SOUTH SAN FRANCISCO, Calif., Sept. 9, 2015 (GLOBE NEWSWIRE) — Five Prime Therapeutics, Inc. (Nasdaq:FPRX), a clinical-stage biotechnology company focused on discovering and developing novel protein therapeutics for cancer and inflammatory diseases, announced that initial data from GlaxoSmithKline’s ongoing Phase 1b clinical trial of FP-1039/GSK3052230, an FGF ligand trap, in patients with squamous non small cell lung cancer (sqNSCLC) and mesothelioma were featured today in an oral presentation by Dr. Pilar Garrido at the World Conference on Lung Cancer 2015 in Denver. The presentation titled, “FP1039/GSK3052230 with chemotherapy in patients with fibroblast growth factor (FGF) pathway deregulated squamous NSCLC or MPM,” included study data through August 5, 2015.

“There is a significant need for more treatment options for patients with metastatic sqNSCLC and unresectable malignant pleural mesothelioma,” said Paul K. Paik, M.D, a medical oncologist and lung cancer specialist at Memorial Sloan Kettering Cancer Center and an investigator in the trial. “We are hopeful that a targeted agent like FP-1039/GSK3052230 may be able to show efficacy against these difficult to treat tumors as well as an acceptable safety profile.

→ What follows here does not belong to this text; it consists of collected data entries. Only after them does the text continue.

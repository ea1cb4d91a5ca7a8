use thiserror::Error;

/// Rejections of a structural edit. The tree is left untouched whenever one
/// of these is returned.
#[derive(Error, Debug, Clone, PartialEq, Eq)]
pub enum EditError {
    #[error("Node '{0}' not found")]
    TargetNotFound(String),

    #[error("Node id '{0}' is already in use")]
    DuplicateId(String),

    #[error("Node '{0}' is a start/end marker and cannot be edited")]
    MarkerNotEditable(String),

    #[error("Cannot place nodes {placement} '{anchor}'")]
    InvalidPlacement { anchor: String, placement: String },

    #[error("Node '{parent}' has no body {body}")]
    BodyNotFound { parent: String, body: String },

    #[error("Nodes '{0}' and '{1}' do not share a parent body")]
    NotSiblings(String, String),

    #[error("Selected nodes are not a contiguous run")]
    NotContiguous,

    #[error("No nodes selected")]
    EmptySelection,

    #[error("Cannot move '{0}' into its own sub-tree")]
    CyclicMove(String),

    #[error("Node '{0}' is not an inline sub-workflow")]
    NotInlineSubWorkflow(String),

    #[error("No workflow is loaded")]
    NoWorkflowLoaded,
}

/// The tree could not be turned back into a definition. This means the tree
/// itself is broken; callers must not persist anything when they see it.
#[derive(Error, Debug, Clone, PartialEq, Eq)]
pub enum SerializeError {
    #[error("Synthetic node '{0}' found inside a body")]
    SyntheticNode(String),

    #[error("Fork/join node '{0}' has lost its partner")]
    Unpaired(String),
}

#[derive(Error, Debug, Clone, PartialEq, Eq)]
#[error("Unknown execution status '{0}'")]
pub struct UnknownStatus(pub String);
use crate::nodes::{Node, NodeKind};
use crate::overlay::{ExecutionSnapshot, ExecutionStatus, ExecutionSummary};
use std::collections::BTreeSet;

/// Recomputes every join's summary from its fork's branch terminals.
///
/// Bodies are handled before the level that owns them, so a join closing a
/// nested fork at the end of a branch is settled before the outer join reads
/// it.
pub(crate) fn roll_up_joins(nodes: &mut [Node]) {
    for node in nodes.iter_mut() {
        for body in node.bodies_mut() {
            roll_up_joins(body);
        }
    }

    for i in 0..nodes.len() {
        let fork_id = match &nodes[i].kind {
            NodeKind::Join {
                fork_id: Some(fork_id),
                ..
            } => fork_id.clone(),
            _ => continue,
        };
        let summary = nodes
            .iter()
            .find(|n| n.id == fork_id)
            .and_then(join_summary);
        nodes[i].execution = summary;
    }
}

fn join_summary(fork: &Node) -> Option<ExecutionSummary> {
    let NodeKind::ForkJoin { branches, .. } = &fork.kind else {
        return None;
    };
    let terminals: Vec<Option<&ExecutionSummary>> = branches
        .iter()
        .filter_map(|branch| branch.last())
        .map(|node| node.execution.as_ref())
        .collect();

    let iterations: BTreeSet<u32> = terminals
        .iter()
        .flatten()
        .flat_map(|summary| summary.iterations.keys().copied())
        .collect();

    let mut summary = ExecutionSummary::default();
    for iteration in iterations {
        let snapshots: Vec<Option<&ExecutionSnapshot>> = terminals
            .iter()
            .map(|t| t.and_then(|s| s.iterations.get(&iteration)))
            .collect();
        if let Some(snapshot) = roll_up(&snapshots) {
            summary.iterations.insert(iteration, snapshot);
        }
    }
    if summary.iterations.is_empty() {
        None
    } else {
        Some(summary)
    }
}

/// Running until every branch has finished; after that, whatever the branch
/// that finished last ended with.
fn roll_up(snapshots: &[Option<&ExecutionSnapshot>]) -> Option<ExecutionSnapshot> {
    let present: Vec<&ExecutionSnapshot> = snapshots.iter().flatten().copied().collect();
    if present.is_empty() {
        return None;
    }
    let start_time = present.iter().filter_map(|s| s.start_time).min();

    let finished = present.len() == snapshots.len() && present.iter().all(|s| s.status.is_terminal());
    if !finished {
        return Some(ExecutionSnapshot {
            status: ExecutionStatus::Running,
            start_time,
            end_time: None,
            input: None,
            output: None,
        });
    }

    let slowest = present.iter().max_by_key(|s| s.end_time)?;
    Some(ExecutionSnapshot {
        status: slowest.status,
        start_time,
        end_time: slowest.end_time,
        input: None,
        output: slowest.output.clone(),
    })
}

We look forward to the full results once the trial is completed.”

The Phase 1b trial being conducted by GSK is evaluating the safety and efficacy of FP-1039/GSK3052230 weekly infusion in combination with paclitaxel plus carboplatin in previously untreated FGFR1 gene-amplified metastatic sqNSCLC (Arm A), in combination with docetaxel in FGFR1 gene-amplified metastatic sqNSCLC that has progressed after at least one line of chemotherapy (Arm B), or in combination with pemetrexed plus cisplatin in patients with untreated and unresectable malignant pleural mesothelioma (Arm C). Each arm involves a dose escalation phase, followed by an expansion phase up to 30 patients. GSK continues to enroll patients in the study.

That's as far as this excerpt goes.